Tag Archives: data processing

Usage of Internal and External Graph Elements

GRAPH ELEMENTS

In addition to components, edges, notes, etc., any CloverETL graphs may contain the following graph elements:

  • Metadata
  • Connections
  • Lookup tables
  • Sequences
  • Parameters

Each of these graph elements may be either created and written in the graph XML source file, or specified in an external file and linked to the graph. Such elements are called internal, or external, respectively. In case of external elements, graph XML file only contains a link to such file with graph element definition.

Internal Graph Elements

Graph XML file can contain internal graph elements that may look like those in the following examples:

 <Metadata id="Metadata1"> <Record fieldDelimiter="|" name="LUT" recordDelimiter="rn" type="delimited"> <Field name="field1" type="integer"/> <Field name="field2" type="string"/> </Record> </Metadata> <Connection database="POSTGRE" dbURL="jdbc:postgresql://hostname/database" id="JDBC0" jdbcSpecific="POSTGRE" name="NewConnection" password="mypassword" type="JDBC" user="username"/> <LookupTable charset="ISO-8859-1" id="LookupTable0" initialSize="512" key="field1" keyDuplicates="true" metadata="Metadata1" name="simpleLookup0" type="simpleLookup"/> <Sequence cached="1" fileURL="${SEQ_DIR}/seq_withdata.txt" id="Sequence0" name="seq" start="1" step="1" type="SIMPLE_SEQUENCE"/> <Property id="GraphParameter1" name="NUMBER" value="6"/>

(In addition to such internal graph elements, graph contains a link to the workspace.prm file defining project parameters – “CONN_DIR”, “META_DIR”, etc.)
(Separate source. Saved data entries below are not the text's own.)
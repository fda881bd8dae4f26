//! CiteScope Common Library
//!
//! Shared code for the CiteScope workspace including:
//! - Input-contract records and the research snapshot
//! - The snapshot-store read boundary
//! - Error types and handling
//! - Configuration management
//! - Metrics and observability

pub mod config;
pub mod errors;
pub mod metrics;
pub mod store;
pub mod telemetry;

// Re-export commonly used types
pub use config::{AnalyticsConfig, AppConfig};
pub use errors::{AppError, Result};
pub use store::{MemoryStore, ResearchSnapshot, SnapshotStore};

/// Application version
pub const VERSION: &str = env!("CARGO_PKG_VERSION");
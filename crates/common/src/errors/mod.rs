//! Error types for CiteScope
//!
//! Provides a comprehensive error handling system with:
//! - Distinct error types for different failure modes
//! - Machine-readable error codes
//! - A hard boundary between lookup misses, invalid input, and
//!   internal computation failures

use serde::{Deserialize, Serialize};
use thiserror::Error;

/// Result type alias using AppError
pub type Result<T> = std::result::Result<T, AppError>;

/// Error codes for machine-readable error identification
#[derive(Debug, Clone, Copy, Serialize, Deserialize, PartialEq, Eq)]
#[serde(rename_all = "SCREAMING_SNAKE_CASE")]
pub enum ErrorCode {
    // Validation errors (1xxx)
    ValidationError,
    InvalidFormat,
    InvalidRange,

    // Resource errors (4xxx)
    NotFound,
    PaperNotFound,
    AuthorNotFound,
    KeywordNotFound,

    // Store errors (7xxx)
    StoreError,

    // Computation errors (8xxx)
    ComputationError,

    // Internal errors (9xxx)
    InternalError,
    ConfigurationError,
    SerializationError,
}

impl ErrorCode {
    /// Get the numeric code for this error
    pub fn as_code(&self) -> u16 {
        match self {
            // Validation (1xxx)
            ErrorCode::ValidationError => 1001,
            ErrorCode::InvalidFormat => 1002,
            ErrorCode::InvalidRange => 1003,

            // Resources (4xxx)
            ErrorCode::NotFound => 4001,
            ErrorCode::PaperNotFound => 4002,
            ErrorCode::AuthorNotFound => 4003,
            ErrorCode::KeywordNotFound => 4004,

            // Store (7xxx)
            ErrorCode::StoreError => 7001,

            // Computation (8xxx)
            ErrorCode::ComputationError => 8001,

            // Internal (9xxx)
            ErrorCode::InternalError => 9001,
            ErrorCode::ConfigurationError => 9002,
            ErrorCode::SerializationError => 9003,
        }
    }
}

/// Application error types
#[derive(Error, Debug)]
pub enum AppError {
    // Validation errors
    #[error("Validation failed: {message}")]
    Validation {
        message: String,
        field: Option<String>,
    },

    #[error("Invalid format: {message}")]
    InvalidFormat { message: String },

    #[error("Invalid range: {message}")]
    InvalidRange { message: String },

    // Resource errors
    #[error("Resource not found: {resource_type} with id {id}")]
    NotFound { resource_type: String, id: String },

    #[error("Paper not found: {id}")]
    PaperNotFound { id: String },

    #[error("Author not found: {name}")]
    AuthorNotFound { name: String },

    #[error("Keyword not found: {name}")]
    KeywordNotFound { name: String },

    // Store errors
    #[error("Store error: {message}")]
    Store { message: String },

    // Computation errors
    #[error("Computation failed in {stage}: {message}")]
    Computation { stage: String, message: String },

    // Internal errors
    #[error("Internal error: {message}")]
    Internal { message: String },

    #[error("Configuration error: {message}")]
    Configuration { message: String },

    #[error("Serialization error: {0}")]
    Serialization(#[from] serde_json::Error),

    // Generic
    #[error("{0}")]
    Other(#[from] anyhow::Error),
}

impl AppError {
    /// Get the error code for this error
    pub fn code(&self) -> ErrorCode {
        match self {
            AppError::Validation { .. } => ErrorCode::ValidationError,
            AppError::InvalidFormat { .. } => ErrorCode::InvalidFormat,
            AppError::InvalidRange { .. } => ErrorCode::InvalidRange,
            AppError::NotFound { .. } => ErrorCode::NotFound,
            AppError::PaperNotFound { .. } => ErrorCode::PaperNotFound,
            AppError::AuthorNotFound { .. } => ErrorCode::AuthorNotFound,
            AppError::KeywordNotFound { .. } => ErrorCode::KeywordNotFound,
            AppError::Store { .. } => ErrorCode::StoreError,
            AppError::Computation { .. } => ErrorCode::ComputationError,
            AppError::Internal { .. } => ErrorCode::InternalError,
            AppError::Configuration { .. } => ErrorCode::ConfigurationError,
            AppError::Serialization(_) => ErrorCode::SerializationError,
            AppError::Other(_) => ErrorCode::InternalError,
        }
    }

    /// Construct a computation failure for a named pipeline stage
    pub fn computation(stage: impl Into<String>, message: impl Into<String>) -> Self {
        AppError::Computation {
            stage: stage.into(),
            message: message.into(),
        }
    }

    /// Whether this error must resolve through the degraded-result path
    /// instead of surfacing to the caller
    pub fn is_computation_failure(&self) -> bool {
        matches!(self, AppError::Computation { .. })
    }

    /// Whether this error maps to a neutral (empty/zero/absent) result
    pub fn is_not_found(&self) -> bool {
        matches!(
            self,
            AppError::NotFound { .. }
                | AppError::PaperNotFound { .. }
                | AppError::AuthorNotFound { .. }
                | AppError::KeywordNotFound { .. }
        )
    }
}

impl From<std::io::Error> for AppError {
    fn from(err: std::io::Error) -> Self {
        AppError::Internal {
            message: err.to_string(),
        }
    }
}
#[cfg(test)]
mod tests {
    use super::*;
    use citescope_common::store::{
        Author, Authorship, Citation, Keyword, MemoryStore, Paper, PaperKeyword,
    };
    use uuid::Uuid;

    fn paper(id: u128, year: i32, citations: i64) -> Paper {
        Paper {
            id: Uuid::from_u128(id),
            title: format!("Paper {}", id),
            year,
            citation_count: citations,
        }
    }

    fn sample_store() -> MemoryStore {
        // P1 is the classic heavily-cited root: P2 and P3 both cite it
        let papers = vec![paper(1, 2015, 120), paper(2, 2021, 30), paper(3, 2024, 12)];
        let authors = vec![
            Author { id: Uuid::from_u128(10), name: "Ada".into() },
            Author { id: Uuid::from_u128(11), name: "Grace".into() },
        ];
        let keywords = vec![
            Keyword { id: Uuid::from_u128(20), name: "machine learning".into() },
            Keyword { id: Uuid::from_u128(21), name: "optimization".into() },
        ];
        let citations = vec![
            Citation {
                citing_paper_id: Uuid::from_u128(2),
                cited_paper_id: Uuid::from_u128(1),
            },
            Citation {
                citing_paper_id: Uuid::from_u128(3),
                cited_paper_id: Uuid::from_u128(1),
            },
        ];
        let authorships = vec![
            Authorship { paper_id: Uuid::from_u128(1), author_id: Uuid::from_u128(10) },
            Authorship { paper_id: Uuid::from_u128(1), author_id: Uuid::from_u128(11) },
            Authorship { paper_id: Uuid::from_u128(2), author_id: Uuid::from_u128(10) },
            Authorship { paper_id: Uuid::from_u128(3), author_id: Uuid::from_u128(11) },
        ];
        let tags = vec![
            PaperKeyword { paper_id: Uuid::from_u128(1), keyword_id: Uuid::from_u128(20) },
            PaperKeyword { paper_id: Uuid::from_u128(2), keyword_id: Uuid::from_u128(20) },
            PaperKeyword { paper_id: Uuid::from_u128(2), keyword_id: Uuid::from_u128(21) },
            PaperKeyword { paper_id: Uuid::from_u128(3), keyword_id: Uuid::from_u128(20) },
        ];
        MemoryStore::new(papers, authors, keywords, citations, authorships, tags)
    }

    fn engine() -> AnalyticsEngine {
        AnalyticsEngine::with_current_year(AnalyticsConfig::default(), 2026)
    }

    #[test]
    fn test_limit_clamping_falls_back_to_defaults() {
        let engine = engine();
        let snapshot = sample_store().snapshot();

        // Zero limit must not mean "return nothing"
        let hotspots = engine.research_hotspots(&snapshot, None, 0);
        assert!(hotspots.len() <= engine.config().hotspot_limit);

        // Reversed range behaves like the ordered range
        let reversed = engine.research_hotspots(&snapshot, Some((2024, 2015)), 5);
        let ordered = engine.research_hotspots(&snapshot, Some((2015, 2024)), 5);
        assert_eq!(reversed.len(), ordered.len());
    }

    #[test]
    fn test_gap_parameter_clamping() {
        let engine = engine();
        let snapshot = sample_store().snapshot();

        // Degenerate parameters fall back to configured defaults
        let defaulted = engine.research_gaps(&snapshot, 0, f64::NAN);
        let explicit = engine.research_gaps(&snapshot, 50, 5.0);
        assert_eq!(defaulted.len(), explicit.len());
    }

    #[test]
    fn test_engine_end_to_end_on_sample_corpus() {
        let engine = engine();
        let snapshot = sample_store().snapshot();

        let report = engine.citation_patterns(&snapshot);
        assert!(!report.degraded);
        assert_eq!(report.influential_papers[0].id, Uuid::from_u128(1));
        assert_eq!(report.influential_papers[0].in_degree_centrality, 1.0);

        assert_eq!(engine.collaboration_strength(&snapshot, "Ada", "Grace"), 1);

        let impact = engine.author_impact(&snapshot, "Ada").unwrap();
        assert_eq!(impact.total_papers, 2);
        assert_eq!(impact.unique_collaborators, 1);

        let evolution = engine.keyword_evolution(&snapshot, "machine learning", 10);
        assert_eq!(evolution.total_papers, 2);
    }

    #[tokio::test]
    async fn test_service_matches_pure_engine() {
        let store = sample_store();
        let snapshot = store.snapshot();
        let engine = engine();
        let service = AnalyticsService::with_engine(Arc::new(store), engine.clone());

        let from_service = service.citation_patterns().await.unwrap();
        let from_engine = engine.citation_patterns(&snapshot);

        assert_eq!(from_service.degraded, from_engine.degraded);
        assert_eq!(
            from_service.network_stats.total_papers,
            from_engine.network_stats.total_papers
        );
        assert_eq!(
            from_service.influential_papers.len(),
            from_engine.influential_papers.len()
        );
        assert_eq!(
            from_service.influential_papers[0].id,
            from_engine.influential_papers[0].id
        );
    }

    #[tokio::test]
    async fn test_service_neutral_results() {
        let service = AnalyticsService::with_engine(Arc::new(sample_store()), engine());

        assert_eq!(
            service
                .collaboration_strength("Ada".into(), "Nobody".into())
                .await
                .unwrap(),
            0
        );
        assert!(service.author_impact("Nobody".into()).await.unwrap().is_none());
        assert!(service
            .keyword_relationships("unknown".into(), 10)
            .await
            .unwrap()
            .is_empty());
    }

    #[tokio::test]
    async fn test_service_collaboration_network() {
        let service = AnalyticsService::with_engine(Arc::new(sample_store()), engine());

        // Threshold 1 retains both authors and their single shared paper
        let network = service.collaboration_network(1).await.unwrap();
        assert_eq!(network.nodes.len(), 2);
        assert_eq!(network.edges.len(), 1);
    }
}
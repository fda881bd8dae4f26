//! Derived graph builders
//!
//! Constructs the two ephemeral graphs the engine works on:
//! - The directed citation graph (papers, citations)
//! - The undirected collaboration graph (authors, co-authorships)

mod citation;
mod collaboration;

pub use citation::{CitationGraph, GraphAnomalies, PaperAttrs};
pub use collaboration::{
    build_collaboration_network, collaboration_strength, CollaborationEdge, CollaborationNetwork,
    CollaborationNode,
};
<Property fileURL="workspace.prm" id="GraphParameter0"/>

The resulting Outline pane looks like this:

Internal Graph Elements

External Graph Elements

When you want to link an external graph element, you need to right-click any of the five categories (Metadata, Connections, Parameters, Sequences, or Lookups) in the Outline pane and select in the context menu:

  • New metadata → Link shared definition
  • Connections → Link DB connection, Link JMS connection, or Link QuickBase connection
  • Parameters → Link parameter file
  • Sequences → Link shared sequence
  • Lookup tables → Link shared lookup table

After that, the URL Dialog opens.

URL Dialog

The dialog consists of three tabs: Workspace view, Local files, and Remote files tabs. They serve for browsing local files within your workspace, outside your workspace, or files located on a remote computer, respectively.

Files with graph elements are located in the same project as the graph itself.

To browse your project, you need to use the Workspace view tab of the URL Dialog.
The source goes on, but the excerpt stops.